Sry bin noob ich weiss, war Jahre lang nur Caster^^

Achso und Ausweichen ist sinnlos? Nur für Späher Klassen gut oder wie?


----------



## Cerom (23. November 2009)

Richtig, erst nach einem erfolgreichen Block werden entscheidende Fähigkeiten frei geschaltet. Deshalb greift man im PVP möglichst einen Templer nicht an, bzw. zum Schluß. Kommt er zum Blocken ist er eine echte Kampfmaschine, kommt er nicht zum Blocken ist er relativ harmlos.

Angriffsteine kannst du vernachlässigen. Blocken ist das erste was dir, sowohl im PVE wie auch PVP hilft. Allerdings mußt du beachten das es da ein Cap gibt, was man allerdings unter 40, glaube ich, eh nicht erreichen kann. 

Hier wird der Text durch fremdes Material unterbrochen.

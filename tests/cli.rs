use assert_cmd::Command;
use std::fs;
use std::path::Path;
use tempfile::{tempdir, TempDir};

struct Workspace {
    dir: TempDir,
}

impl Workspace {
    fn new() -> Self {
        Self {
            dir: tempdir().unwrap(),
        }
    }

    fn path(&self, name: &str) -> std::path::PathBuf {
        self.dir.path().join(name)
    }

    fn write(&self, name: &str, content: &str) -> std::path::PathBuf {
        let path = self.path(name);
        fs::write(&path, content).unwrap();
        path
    }

    fn cmd(&self) -> Command {
        let mut cmd = Command::cargo_bin("typestat").unwrap();
        cmd.arg("--db")
            .arg(self.path("state").join("stats.db"))
            .arg("--config")
            .arg(self.path("config.json"));
        cmd
    }

    fn run(&self, args: &[&str]) -> String {
        let out = self.cmd().args(args).assert().success();
        String::from_utf8(out.get_output().stdout.clone()).unwrap()
    }
}

fn arg(path: &Path) -> &str {
    path.to_str().unwrap()
}

#[test]
fn pack_prints_lessons_without_storing() {
    let ws = Workspace::new();
    let file = ws.write("doc.txt", "The cat sat. Mr. Smith came home.\n\nA new paragraph.");
    let out = ws.run(&["pack", arg(&file), "--min-chars", "20", "--max-chars", "40"]);
    assert_eq!(out, "The cat sat. Mr. Smith came home.\n\nA new paragraph.\n");
    assert!(!ws.path("state").exists());
}

#[test]
fn empty_store_offers_the_welcome_text() {
    let ws = Workspace::new();
    let out = ws.run(&["next"]);
    assert!(out.contains("Welcome to typestat!"));
    let stats = ws.run(&["stats"]);
    assert!(stats.contains("texts: 0"));
    assert!(stats.contains("results: 0"));
}

#[test]
fn imported_texts_are_selected_in_order() {
    let ws = Workspace::new();
    let file = ws.write("doc.txt", "First text here.\n\nSecond text here.");
    ws.run(&["config", "set", "min_chars", "5"]);
    let out = ws.run(&["import", arg(&file), "--source", "doc"]);
    assert_eq!(out, "added 2 of 2 texts to doc\n");

    let next = ws.run(&["next", "--method", "in-order"]);
    assert!(next.ends_with("First text here.\n"));

    // a second import of the same file is a no-op
    let out = ws.run(&["import", arg(&file), "--source", "doc"]);
    assert_eq!(out, "added 0 of 2 texts to doc\n");
}

#[test]
fn replayed_log_is_scored_and_recorded() {
    let ws = Workspace::new();
    let log = ws.write("keys.csv", "time,buffer\n10.0,\" \"\n10.25,h\n10.5,hi\n");
    let out = ws.run(&["replay", arg(&log), "--text", "hi"]);
    assert_eq!(out, "48.0 wpm, 100.0% accuracy, viscosity 0.00\npassed\n");

    let history = ws.run(&["history", "--csv"]);
    let mut lines = history.lines();
    assert_eq!(
        lines.next(),
        Some("text_id,w,source,sessions,wpm,accuracy,viscosity")
    );
    let row = lines.next().unwrap();
    assert!(row.contains("<Replays>"));
    assert!(row.ends_with(",48.0,1.0,0.0"));
    assert_eq!(lines.next(), None);

    let stats = ws.run(&["stats"]);
    assert!(stats.contains("results: 1"));
    assert!(stats.contains("typed: 2 characters"));
}

#[test]
fn unfinished_log_is_an_error() {
    let ws = Workspace::new();
    let log = ws.write("keys.csv", "time,buffer\n10.0,\" \"\n10.25,h\n");
    ws.cmd()
        .args(["replay", arg(&log), "--text", "hi"])
        .assert()
        .failure();
}

#[test]
fn config_set_persists_and_rejects_unknown_keys() {
    let ws = Workspace::new();
    ws.run(&["config", "set", "min_wpm", "40"]);
    ws.run(&["config", "set", "select_method", "easy"]);
    let shown = ws.run(&["config", "show"]);
    assert!(shown.contains("\"min_wpm\": 40.0"));
    assert!(shown.contains("\"select_method\": \"easy\""));

    ws.cmd()
        .args(["config", "set", "no_such_key", "1"])
        .assert()
        .failure();
    ws.cmd()
        .args(["config", "set", "min_wpm", "fast"])
        .assert()
        .failure();

    ws.run(&["config", "reset"]);
    assert!(ws.run(&["config"]).contains("\"min_wpm\": 0.0"));
}
//! CloudFormation template → architecture diagram service.
//!
//! ARCHITECTURE
//! ============
//! - `cfn`: tag-aware YAML loading, resource registry, graph extraction.
//! - `diagram`: DOT emission, Graphviz rendering, icon URL rewriting.
//! - `routes`: the HTTP facade (`POST /generate-diagram`, `GET /icons/...`).
//! - `config` / `state`: startup configuration shared read-only by handlers.

pub mod cfn;
pub mod config;
pub mod diagram;
pub mod routes;
pub mod state;

#[cfg(test)]
mod test_support;
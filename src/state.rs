//! Shared application state.
//!
//! DESIGN
//! ======
//! `AppState` is injected into Axum handlers via the `State` extractor. It
//! holds only configuration built once at startup: the resource registry and
//! the renderer (style, engine path, icon root). Nothing in it is mutated
//! while serving, so requests never contend on it.

use std::sync::Arc;

use crate::cfn::ResourceRegistry;
use crate::config::ServerConfig;
use crate::diagram::{DiagramStyle, RenderError, Renderer};

/// Clone is required by Axum; all inner fields are Arc-wrapped.
#[derive(Clone)]
pub struct AppState {
    pub registry: Arc<ResourceRegistry>,
    pub renderer: Arc<Renderer>,
}

impl AppState {
    #[must_use]
    pub fn new(registry: ResourceRegistry, renderer: Renderer) -> Self {
        Self { registry: Arc::new(registry), renderer: Arc::new(renderer) }
    }

    /// Build state from server config with the AWS registry.
    ///
    /// # Errors
    ///
    /// Returns an error if the icon directory cannot be resolved.
    pub fn from_config(config: &ServerConfig) -> Result<Self, RenderError> {
        let renderer = Renderer::new(
            DiagramStyle::new(config.direction),
            config.graphviz_dot.clone(),
            &config.icon_dir,
            &config.public_base_url,
        )?;
        Ok(Self::new(ResourceRegistry::aws(), renderer))
    }
}
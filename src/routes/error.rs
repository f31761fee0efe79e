//! API error type and its JSON response mapping.

use axum::http::StatusCode;
use axum::response::{IntoResponse, Json, Response};

use crate::cfn::TemplateError;
use crate::diagram::RenderError;

#[derive(Debug, thiserror::Error)]
pub enum ApiError {
    #[error("No YAML content provided")]
    MissingYaml,
    #[error("{0}")]
    InvalidRequest(String),
    #[error(transparent)]
    Template(#[from] TemplateError),
    #[error(transparent)]
    Render(#[from] RenderError),
}

impl ApiError {
    #[must_use]
    pub fn status(&self) -> StatusCode {
        match self {
            Self::MissingYaml | Self::InvalidRequest(_) => StatusCode::BAD_REQUEST,
            Self::Template(_) | Self::Render(_) => StatusCode::INTERNAL_SERVER_ERROR,
        }
    }

    /// Grepable code for logs.
    #[must_use]
    pub fn error_code(&self) -> &'static str {
        match self {
            Self::MissingYaml | Self::InvalidRequest(_) => "E_REQUEST_VALIDATION",
            Self::Template(TemplateError::Format(_)) => "E_TEMPLATE_FORMAT",
            Self::Template(TemplateError::Parse(_)) => "E_TEMPLATE_PARSE",
            Self::Render(_) => "E_RENDER",
        }
    }
}

impl IntoResponse for ApiError {
    fn into_response(self) -> Response {
        let status = self.status();
        let message = self.to_string();
        if status.is_server_error() {
            tracing::error!(code = self.error_code(), error = %message, "diagram request failed");
        } else {
            tracing::debug!(code = self.error_code(), error = %message, "diagram request rejected");
        }
        (status, Json(serde_json::json!({ "error": message }))).into_response()
    }
}

#[cfg(test)]
#[path = "error_test.rs"]
mod tests;
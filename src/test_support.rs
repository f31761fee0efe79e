//! Shared fixtures for unit tests.

use crate::cfn::ResourceRegistry;

/// A valid 1x1 transparent PNG.
pub const TINY_PNG: &[u8] = &[
    0x89, 0x50, 0x4E, 0x47, 0x0D, 0x0A, 0x1A, 0x0A, 0x00, 0x00, 0x00, 0x0D, 0x49, 0x48, 0x44, 0x52, 0x00, 0x00,
    0x00, 0x01, 0x00, 0x00, 0x00, 0x01, 0x08, 0x06, 0x00, 0x00, 0x00, 0x1F, 0x15, 0xC4, 0x89, 0x00, 0x00, 0x00,
    0x0D, 0x49, 0x44, 0x41, 0x54, 0x78, 0x9C, 0x63, 0x00, 0x01, 0x00, 0x00, 0x05, 0x00, 0x01, 0x0D, 0x0A, 0x2D,
    0xB4, 0x00, 0x00, 0x00, 0x00, 0x49, 0x45, 0x4E, 0x44, 0xAE, 0x42, 0x60, 0x82,
];

/// Graphviz is an external binary; rendering tests skip themselves without it.
pub fn graphviz_available() -> bool {
    std::process::Command::new("dot")
        .arg("-V")
        .output()
        .is_ok_and(|out| out.status.success())
}

/// Temp icon tree holding PNGs for the resource types tests draw.
pub fn icon_tree() -> tempfile::TempDir {
    let root = tempfile::tempdir().unwrap();
    for resource_type in ["AWS::Lambda::Function", "AWS::RDS::DBInstance", "AWS::S3::Bucket", "AWS::SQS::Queue"] {
        let kind = ResourceRegistry::aws().get(resource_type).unwrap();
        let path = root.path().join(kind.icon_path());
        std::fs::create_dir_all(path.parent().unwrap()).unwrap();
        std::fs::write(path, TINY_PNG).unwrap();
    }
    root
}

/// A stand-in layout engine: a shell script invoked as `<engine> -Tsvg -o OUT IN`.
///
/// It records its working directory, then writes an SVG with one
/// `<image xlink:href=...>` per absolute `.png` path quoted in the DOT input.
/// That is the shape Graphviz gives icon nodes.
pub struct FakeEngine {
    dir: tempfile::TempDir,
}

impl FakeEngine {
    pub fn rendering() -> Self {
        Self::with_body(
            r#"{
  echo '<svg xmlns="http://www.w3.org/2000/svg" xmlns:xlink="http://www.w3.org/1999/xlink">'
  grep -o '"/[^"]*\.png"' "$4" | while read -r icon; do echo "<image xlink:href=$icon width=\"58px\"/>"; done
  echo '</svg>'
} > "$3""#,
        )
    }

    pub fn failing() -> Self {
        Self::with_body("echo 'syntax error in line 1' >&2\nexit 3")
    }

    fn with_body(body: &str) -> Self {
        use std::os::unix::fs::PermissionsExt;

        let dir = tempfile::tempdir().unwrap();
        let script = dir.path().join("fake-dot");
        let record = dir.path().join("workdir");
        let text = format!("#!/bin/sh\npwd > '{}'\n{body}\n", record.display());
        std::fs::write(&script, text).unwrap();
        std::fs::set_permissions(&script, std::fs::Permissions::from_mode(0o755)).unwrap();
        Self { dir }
    }

    /// Path to pass as the renderer's engine.
    pub fn command(&self) -> String {
        self.dir.path().join("fake-dot").to_string_lossy().into_owned()
    }

    /// Working directory of the most recent invocation.
    pub fn last_workdir(&self) -> std::path::PathBuf {
        let recorded = std::fs::read_to_string(self.dir.path().join("workdir")).unwrap();
        std::path::PathBuf::from(recorded.trim())
    }
}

Blocken, Trefferwertung, dann erst Kritisch . Gilt für PVE und für PVP. Bei PVE kämme vor Trefferwertung noch Leben.

Eine Ausnahme wäre wenn du mit Zweihandwaffe kämpfst. Dann würde dir Blocken gar nichts bringen.

Wenn du ausweichst kannst du nicht blocken.


----------



## Pente (23. November 2009)

Hab das Thema mal in den richtigen Bereich verschoben 


			Dieser Inhalt steht nur eingeloggten Mitgliedern zur Verfügung.


----------



## Kayzu (26. November 2009)

wie auch schon oben erwähnt ist der Templer im PvP erst gefähtlich, wenn er angegriffen wird, da du die meisten Fähigkeiten erst aktivieren kannst, nachdem geblockt wurde.

Ansonsten ist der Templer eigentlich nur lästig.

Down kriegst ihn eh nicht, also lässt man ihn einfach in Ruhe 


			Dieser Inhalt steht nur eingeloggten Mitgliedern zur Verfügung.
        

 .


----------



## Ravenyard (2. Dezember 2009)

Ma so ne Frage als Jungtempler. Kann ich später Stangenwaffen tragen oder ist das dem Gladiator vorbehalten? Wie sieht es mit Beidhändigkeit aus, oder geht beim Templer nur Waffe+Schild?

Und was völlig anderes, will aber nicht in 2 Bereichen posten: Ab wann kann man Berufe lernen und wo?

Thx.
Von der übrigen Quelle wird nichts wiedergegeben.